It is crucial to learn how to help employees find joy and motivation in times of economic instability. Leaders must map a compassionate way through the cost of living crisis, while also accounting for motivational changes due to mitigating circumstances. 

As a people leader, you’d be forgiven for thinking that the worst was over when you found your way out of the pandemic. The challenges that followed, including the Great Resignation and the war for talent, increased burnout and fatigue that many have experienced this year. 

Instead of respite, leaders have now been thrown into a full-blown cost-of-living crisis in one of the tightest labour markets in history. And their hands are tied: with budgets that are a bit tighter. 

Extrinsic motivators or hygiene factors such as pay bonuses and swanky office spaces are incentives rather than motivators, and can only drive us so far. Purpose should be the destination we put into our inner-GPS in our work, and our obsession with  ‘work-life balance’ in our discussion of work may have actually distracted us from the core question of purpose. Much of the disengagement and burnout that we are now seeing in modern work reflects this absence of purpose at work, as much as it does the number of hours worked. Work truly is central to our lives. Let’s make it as purposeful a part as we can. 

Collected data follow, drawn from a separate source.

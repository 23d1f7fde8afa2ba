//! Service-state driven provisioning
//!
//! The filtering engine stops and restarts independently of driver
//! load/unload. The [`Provisioner`] subscribes once per session and cycles
//! the provisioning (provider, sublayer, callouts) on every running/stopping
//! transition; the subscription itself persists across engine restarts.

use crate::callout::{CalloutRegistrant, DatapathIngress};
use crate::config::FilterConfig;
use crate::context::TunnelContextTable;
use crate::engine::{FilterEngine, ServiceState, SessionId, StateSubscriber};
use crate::provider::ProviderRegistrant;
use crate::stats::FilterStats;
use parking_lot::Mutex;
use std::sync::atomic::{AtomicBool, Ordering};
use std::sync::Arc;
use tracing::{debug, info, warn};

struct ProvisionerInner {
    provider: ProviderRegistrant,
    callouts: CalloutRegistrant,
    provisioned: bool,
}

/// State-notification subscriber driving (re-)provisioning.
///
/// The inner mutex serializes state transitions: at most one provisioning
/// or teardown runs at a time, and administrative unwind from
/// driver-unload goes through the same path as an engine-stop notification.
pub struct Provisioner {
    session: SessionId,
    table: Arc<TunnelContextTable>,
    stats: Arc<FilterStats>,
    inner: Mutex<ProvisionerInner>,
    /// Set at driver unload so a racing "running" notification cannot
    /// re-provision behind the teardown.
    retired: AtomicBool,
}

impl Provisioner {
    pub(crate) fn new(
        engine: Arc<dyn FilterEngine>,
        session: SessionId,
        table: Arc<TunnelContextTable>,
        ingress: Arc<dyn DatapathIngress>,
        stats: Arc<FilterStats>,
        config: &FilterConfig,
    ) -> Arc<Self> {
        let provider = ProviderRegistrant::new(engine.clone(), config);
        let callouts = CalloutRegistrant::new(
            engine,
            table.clone(),
            ingress,
            stats.clone(),
            config.monitored_layers.clone(),
        );
        Arc::new(Self {
            session,
            table,
            stats,
            inner: Mutex::new(ProvisionerInner {
                provider,
                callouts,
                provisioned: false,
            }),
            retired: AtomicBool::new(false),
        })
    }

    /// Bring up provider, sublayer and callouts, in that order. Failure
    /// unwinds whatever was just provisioned and leaves the subsystem
    /// subscribed-but-unprovisioned; a later running notification retries.
    fn provision(&self) {
        if self.retired.load(Ordering::Acquire) {
            return;
        }
        let mut inner = self.inner.lock();
        if inner.provisioned {
            debug!("already provisioned");
            return;
        }
        self.stats.record_provision_cycle();

        if let Err(err) = inner.provider.add_system_provider(self.session) {
            warn!(%err, "provider registration failed, staying unprovisioned");
            self.stats.record_provision_failure();
            return;
        }
        if let Err(err) = inner.callouts.register_callouts(self.session) {
            warn!(%err, "callout registration failed, unwinding provider");
            inner.provider.remove_system_provider(self.session);
            self.stats.record_provision_failure();
            return;
        }

        inner.provisioned = true;
        info!("tunnel filter provisioned");
    }

    /// Tear down in reverse order (callouts with drain, then sublayer and
    /// provider), then discard all tunnel contexts: flow state tied to a
    /// dead engine session is meaningless.
    pub(crate) fn unprovision(&self) {
        let mut inner = self.inner.lock();
        inner.callouts.unregister_callouts(self.session);
        inner.provider.remove_system_provider(self.session);
        let was_provisioned = inner.provisioned;
        inner.provisioned = false;
        drop(inner);

        let dropped = self.table.invalidate_all();
        if was_provisioned {
            info!(dropped, "tunnel filter unprovisioned");
        }
    }

    /// Refuse any further provisioning; called once at driver unload before
    /// the final teardown.
    pub(crate) fn retire(&self) {
        self.retired.store(true, Ordering::Release);
    }

    /// True while fully provisioned
    pub fn is_provisioned(&self) -> bool {
        self.inner.lock().provisioned
    }
}

impl StateSubscriber for Provisioner {
    fn state_changed(&self, state: ServiceState) {
        debug!(?state, "engine state notification");
        match state {
            ServiceState::Running => self.provision(),
            ServiceState::Stopping | ServiceState::Stopped => self.unprovision(),
            ServiceState::Starting => {}
        }
    }
}

#[cfg(test)]
mod tests {
    use super::*;
    use crate::callout::tests_support::NullIngress;
    use crate::testing::InMemoryEngine;

    fn provisioner(engine: &Arc<InMemoryEngine>) -> (Arc<Provisioner>, SessionId) {
        let config = FilterConfig::default();
        let stats = Arc::new(FilterStats::default());
        let table = Arc::new(TunnelContextTable::new(&config, stats.clone()));
        let session = engine.open_session().unwrap();
        let p = Provisioner::new(
            engine.clone(),
            session,
            table,
            Arc::new(NullIngress),
            stats,
            &config,
        );
        (p, session)
    }

    #[test]
    fn test_running_notification_provisions() {
        let engine = Arc::new(InMemoryEngine::running());
        let (p, _) = provisioner(&engine);

        p.state_changed(ServiceState::Running);
        assert!(p.is_provisioned());
        assert_eq!(engine.provider_count(), 1);
        assert_eq!(engine.sublayer_count(), 1);
        assert_eq!(engine.callout_count(), 2);

        // Repeated notification is a no-op.
        p.state_changed(ServiceState::Running);
        assert_eq!(engine.callout_count(), 2);
    }

    #[test]
    fn test_stopping_notification_unprovisions() {
        let engine = Arc::new(InMemoryEngine::running());
        let (p, _) = provisioner(&engine);
        p.state_changed(ServiceState::Running);

        p.state_changed(ServiceState::Stopping);
        assert!(!p.is_provisioned());
        assert_eq!(engine.provider_count(), 0);
        assert_eq!(engine.sublayer_count(), 0);
        assert_eq!(engine.callout_count(), 0);
    }

    #[test]
    fn test_callout_failure_unwinds_fully() {
        let engine = Arc::new(InMemoryEngine::running());
        engine.fail_callout_adds(true);
        let (p, _) = provisioner(&engine);

        p.state_changed(ServiceState::Running);
        assert!(!p.is_provisioned());
        assert_eq!(engine.provider_count(), 0);
        assert_eq!(engine.sublayer_count(), 0);
        assert_eq!(engine.callout_count(), 0);

        engine.fail_callout_adds(false);
        p.state_changed(ServiceState::Running);
        assert!(p.is_provisioned());
    }

    #[test]
    fn test_retired_provisioner_ignores_running() {
        let engine = Arc::new(InMemoryEngine::running());
        let (p, _) = provisioner(&engine);
        p.retire();
        p.state_changed(ServiceState::Running);
        assert!(!p.is_provisioned());
        assert_eq!(engine.provider_count(), 0);
    }
}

Refine hygiene factors and demonstrate empathetic leadership

Make it clear that you have listened and care deeply; while you can’t do everything, you are trying to be as supportive as possible. While you may have more budget constraints, how you organise work can make a big difference. 

For example, if it’s energy costs that are a pressure, you could offer more days to work from the office. And you can personalise the offer to different types of employees. Targeting those who are most susceptible to these pressures can also be helpful here, as can providing more ready access to pay to enable families with their cash flows. If childcare costs are a pressure, you can tweak your hybrid offer to allow more options for remote work or flexibility in working hours to accommodate childcare. 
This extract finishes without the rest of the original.